13. The tent of claim 12, further comprising a rain cover frictionally held against said rigid poles and held taut at each end thereof.

14. The tent of claim 12, further comprising a portal extending through a center of said flotation device through which each re-enforcing strap of said re-enforcing straps extends there-through.

15. The tent of claim 14, wherein said portal and said flotation device have a geometrically identical shape.

16. The tent of claim 15, wherein said geometrically identical shape is a triangle.

17. The tent of claim 16, wherein said connector is a triple female connector, and wherein said rigid poles are held in place with respect to said flotation device by said triple female connector associated with each vertex of said triangle of said flotation device which is one of said further connectors or said connector.

18. The tent of claim 17, wherein each said triple female connector is positioned between said inner tent and a vertex of said flotation device.

19. The tent of claim 18, wherein three poles of said rigid poles extend from each said triple female connector with two poles of said three poles joining corresponding poles extending from a different said triple female connector and one pole of said three poles extending directly above said portal of said flotation device.

Description

FIELD OF THE DISCLOSED TECHNOLOGY

The disclosed technology relates generally to water craft and tents and, more specifically, to a combination water craft, ground tent, and suspended in air tent.

BACKGROUND OF THE DISCLOSED TECHNOLOGY

Tree tents, trees which remain suspended in the air, are known in the art. For example, U.S. Design Pat. No. D721,153 to the same inventor is such a tent designed to be suspended from poles or trees at each corner. Such tends are typically designed with tension from each corner in mind.
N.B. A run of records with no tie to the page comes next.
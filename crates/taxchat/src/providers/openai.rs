use anyhow::{anyhow, Result};
use async_trait::async_trait;
use futures::stream::StreamExt;
use reqwest::Client;
use serde_json::{json, Value};

use super::base::{Provider, TextStream};
use super::configs::OpenAiProviderConfig;
use super::utils::{check_status, messages_to_openai_spec, sse_data, streaming_client};
use crate::models::message::Message;

pub struct OpenAiProvider {
    client: Client,
    config: OpenAiProviderConfig,
}

impl OpenAiProvider {
    pub fn new(config: OpenAiProviderConfig) -> Result<Self> {
        let client = streaming_client()?;

        Ok(Self { client, config })
    }

    fn build_payload(&self, system: &str, messages: &[Message]) -> Result<Value> {
        let system_message = json!({
            "role": "system",
            "content": system
        });

        // create messages array with system message first
        let mut messages_array = vec![system_message];
        messages_array.extend(messages_to_openai_spec(messages)?);

        let mut payload = json!({
            "model": self.config.model,
            "messages": messages_array,
            "stream": true
        });

        if let Some(object) = payload.as_object_mut() {
            if let Some(temp) = self.config.temperature {
                object.insert("temperature".to_string(), json!(temp));
            }
            if let Some(tokens) = self.config.max_tokens {
                object.insert("max_tokens".to_string(), json!(tokens));
            }
        }

        Ok(payload)
    }

    /// Pull the text out of one streamed chunk, `None` when the stream is done
    fn parse_event(data: &str) -> Result<Option<String>> {
        if data == "[DONE]" {
            return Ok(None);
        }

        let event: Value = serde_json::from_str(data)?;
        if let Some(error) = event.get("error") {
            return Err(anyhow!("OpenAI API error: {}", error));
        }

        let text = event["choices"][0]["delta"]["content"]
            .as_str()
            .unwrap_or_default()
            .to_string();
        Ok(Some(text))
    }
}

#[async_trait]
impl Provider for OpenAiProvider {
    fn model(&self) -> &str {
        &self.config.model
    }

    async fn stream(&self, system: &str, messages: &[Message]) -> Result<TextStream> {
        let payload = self.build_payload(system, messages)?;
        let url = format!(
            "{}/v1/chat/completions",
            self.config.host.trim_end_matches('/')
        );

        let response = self
            .client
            .post(&url)
            .header("Authorization", format!("Bearer {}", self.config.api_key))
            .json(&payload)
            .send()
            .await?;
        let response = check_status(response).await?;

        let mut events = sse_data(response);
        Ok(Box::pin(async_stream::try_stream! {
            while let Some(data) = events.next().await {
                match Self::parse_event(&data?)? {
                    Some(text) if !text.is_empty() => {
                        yield text;
                    }
                    Some(_) => continue,
                    None => break,
                }
            }
        }))
    }
}
pub mod attachments;
pub mod client;
pub mod errors;
pub mod models;
pub mod protocol;
pub mod providers;
pub mod router;
pub mod session;
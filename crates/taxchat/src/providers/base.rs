use anyhow::Result;
use async_trait::async_trait;
use futures::stream::BoxStream;

use crate::models::message::Message;

/// Text fragments of a completion, in the order the model produced them
///
/// The stream is lazy and can only be read forward once; a failed fragment
/// ends the completion.
pub type TextStream = BoxStream<'static, Result<String>>;

/// Base trait for AI providers (OpenAI, Anthropic, etc)
#[async_trait]
pub trait Provider: Send + Sync {
    /// The model this provider completes with
    fn model(&self) -> &str;

    /// Start streaming a completion for the conversation under the given system prompt
    ///
    /// Errors while opening the request are returned directly; errors after the
    /// first fragment arrive through the stream.
    async fn stream(&self, system: &str, messages: &[Message]) -> Result<TextStream>;
}
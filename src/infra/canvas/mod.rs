mod client;

pub use client::CanvasHttpClient;
use thiserror::Error;

/// Fatal conditions that abort a grade retrieval run.
#[derive(Debug, Error)]
pub enum GradesError {
    /// The profile endpoint rejected the access token.
    #[error("The Canvas API token is invalid.")]
    Auth,

    /// The profile response was unsuccessful or carried no usable `id`.
    #[error("Could not fetch user profile from Canvas: {0}")]
    Profile(String),

    /// The active course list was not a JSON array.
    #[error("Did not receive a valid list of courses: {0}")]
    CourseList(String),

    /// Request or body decoding failure in the transport.
    #[error("Transport error: {0}")]
    Transport(#[from] reqwest::Error),

    /// The HTTP client could not be built, e.g. the token is not a valid
    /// header value.
    #[error("Could not build Canvas client: {0}")]
    Client(String),

    /// A request URL could not be built from the configured domain.
    #[error("Invalid request URL: {0}")]
    InvalidUrl(String),
}

/// Type alias for Results using GradesError
pub type Result<T> = std::result::Result<T, GradesError>;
Compared to a traditional ground tent where forces are distributed downwards over the entirety of the walls of the tent, a tree tent is often supported by its corners alone. In this manner, one can, for example, attach the tent to three trees by rope and enjoy.
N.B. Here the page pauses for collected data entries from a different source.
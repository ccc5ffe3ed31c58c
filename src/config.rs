//! Grade-scale and grading-term configuration.

use anyhow::{Context, Result, bail};
use serde::Deserialize;
use std::path::Path;
use tracing::warn;

use crate::grading::types::ScaleTier;

/// Term used when the config does not name one.
pub const DEFAULT_GRADING_TERM: &str = "Term 2";

/// Loaded once at startup and passed by reference into the pipeline.
///
/// Stored as JSON on disk:
/// ```json
/// {
///   "scale": [
///     { "minpercent": 90, "lettergrade": "A" },
///     { "minpercent": 80, "lettergrade": "B" }
///   ],
///   "grading_term": "Term 2"
/// }
/// ```
#[derive(Debug, Clone, PartialEq, Deserialize)]
pub struct GradesConfig {
    #[serde(default)]
    pub scale: Vec<ScaleTier>,
    #[serde(default = "default_grading_term")]
    pub grading_term: String,
}

fn default_grading_term() -> String {
    DEFAULT_GRADING_TERM.to_string()
}

impl Default for GradesConfig {
    fn default() -> Self {
        Self {
            scale: Vec::new(),
            grading_term: default_grading_term(),
        }
    }
}

impl GradesConfig {
    /// Loads and validates the config from a JSON file at `path`.
    pub fn load(path: impl AsRef<Path>) -> Result<Self> {
        let path = path.as_ref();
        let content = std::fs::read_to_string(path)
            .with_context(|| format!("failed to read config '{}'", path.display()))?;
        Self::from_json(&content).with_context(|| format!("invalid config '{}'", path.display()))
    }

    /// Parses and validates a JSON config document.
    pub fn from_json(content: &str) -> Result<Self> {
        let config: GradesConfig = serde_json::from_str(content)?;
        config.validate()?;
        Ok(config)
    }

    pub fn validate(&self) -> Result<()> {
        if self.grading_term.is_empty() {
            bail!("grading_term must not be empty");
        }
        for (i, tier) in self.scale.iter().enumerate() {
            if !tier.min_percent.is_finite() {
                bail!("scale[{i}].minpercent must be a finite number");
            }
            if tier.letter_grade.is_empty() {
                bail!("scale[{i}].lettergrade must not be empty");
            }
        }
        if self.scale.is_empty() {
            warn!("Grade scale is empty, every letter grade will be N/A");
        }
        Ok(())
    }
}
pub mod config;
pub mod error;
pub mod fetch;
pub mod grading;
pub mod infra;
pub mod output;
pub mod pipeline;
pub mod services;

pub use config::GradesConfig;
pub use error::GradesError;
pub use pipeline::{GradePipeline, fetch_grades};
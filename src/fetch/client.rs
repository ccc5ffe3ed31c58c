use async_trait::async_trait;
use reqwest::{Request, Response};

/// Executes a prepared request. Decorators such as [`super::auth::ApiKey`]
/// wrap another `HttpClient` and adjust the request before delegating.
#[async_trait]
pub trait HttpClient: Send + Sync {
    async fn execute(&self, req: Request) -> reqwest::Result<Response>;
}
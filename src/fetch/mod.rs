mod client;
mod basic;
pub mod auth;

pub use client::HttpClient;
pub use basic::BasicClient;

use crate::error::{GradesError, Result};
use crate::services::canvas_api::ApiResponse;

/// Issues a GET for `url` and decodes the body as JSON.
///
/// Non-2xx responses are not errors here; the status travels with the body so
/// callers can inspect error payloads.
pub async fn fetch_json<C: HttpClient>(client: &C, url: &str) -> Result<ApiResponse> {
    let url = url
        .parse::<reqwest::Url>()
        .map_err(|e| GradesError::InvalidUrl(format!("{url}: {e}")))?;
    let req = reqwest::Request::new(reqwest::Method::GET, url);

    let resp = client.execute(req).await?;
    let status = resp.status();
    let body = resp.json::<serde_json::Value>().await?;

    Ok(ApiResponse {
        status: status.as_u16(),
        body,
    })
}
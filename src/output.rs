//! Output formatting and persistence for grade records.
//!
//! Supports a log summary, JSON serialization, and CSV append.

use anyhow::Result;
use tracing::{debug, info};

use crate::grading::GradeRecord;
use csv::WriterBuilder;
use std::fs::OpenOptions;

/// Logs one line per record.
pub fn print_pretty(records: &[GradeRecord]) {
    if records.is_empty() {
        info!("No grades found for the configured term");
    }
    for r in records {
        info!(
            course = r.course_name.as_deref().unwrap_or(""),
            course_id = %r.course_id,
            score = %r.current_score,
            grade = %r.current_grade,
            last_activity = r.last_activity.as_deref().unwrap_or("never"),
            "Grade"
        );
    }
}

/// Serializes the records as a pretty-printed JSON array.
pub fn to_json(records: &[GradeRecord]) -> Result<String> {
    Ok(serde_json::to_string_pretty(records)?)
}

/// Writes the records to `path` as a JSON array, replacing any existing file.
pub fn write_json(path: &str, records: &[GradeRecord]) -> Result<()> {
    std::fs::write(path, to_json(records)?)?;
    debug!(path, records = records.len(), "Wrote JSON output");
    Ok(())
}

/// Appends records as rows to a CSV file.
///
/// Writes the header row only when the file is missing or empty. An empty
/// batch leaves the file untouched.
pub fn append_records(path: &str, records: &[GradeRecord]) -> Result<()> {
    if records.is_empty() {
        debug!(path, "No CSV records to append");
        return Ok(());
    }

    let needs_header = !std::fs::metadata(path).is_ok_and(|m| m.len() > 0);
    debug!(path, needs_header, rows = records.len(), "Appending CSV records");

    let file = OpenOptions::new().append(true).create(true).open(path)?;

    let mut writer = WriterBuilder::new()
        .has_headers(needs_header) // IMPORTANT when appending
        .from_writer(file);

    for record in records {
        writer.serialize(record)?;
    }
    writer.flush()?;

    Ok(())
}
Such tents, however, tend to be specifically for being above ground. There exists a desire and largely unsolved need to provide a tent that can be used above ground, but can equally well be used on the ground itself. Tends such as those disclosed in U.S. Pat. No. 4,251,959 to Hsu and U.S. Pat. No. 4,295,302 to Liu are designed for the water or land, but cannot be said to be suspended from trees without first building an entire platform or ground for the tent to reside there-on. This is far from ideal.

What is needed is a way to build a tent which is strong enough for use in a tree, on the ground, and perhaps even in water so that a single tent can be used for all occurrences during both recreational camping and emergencies including floods, wild animals, and zombie attacks.

These and other limitations of the prior art are solved by embodiments described in the present disclosure.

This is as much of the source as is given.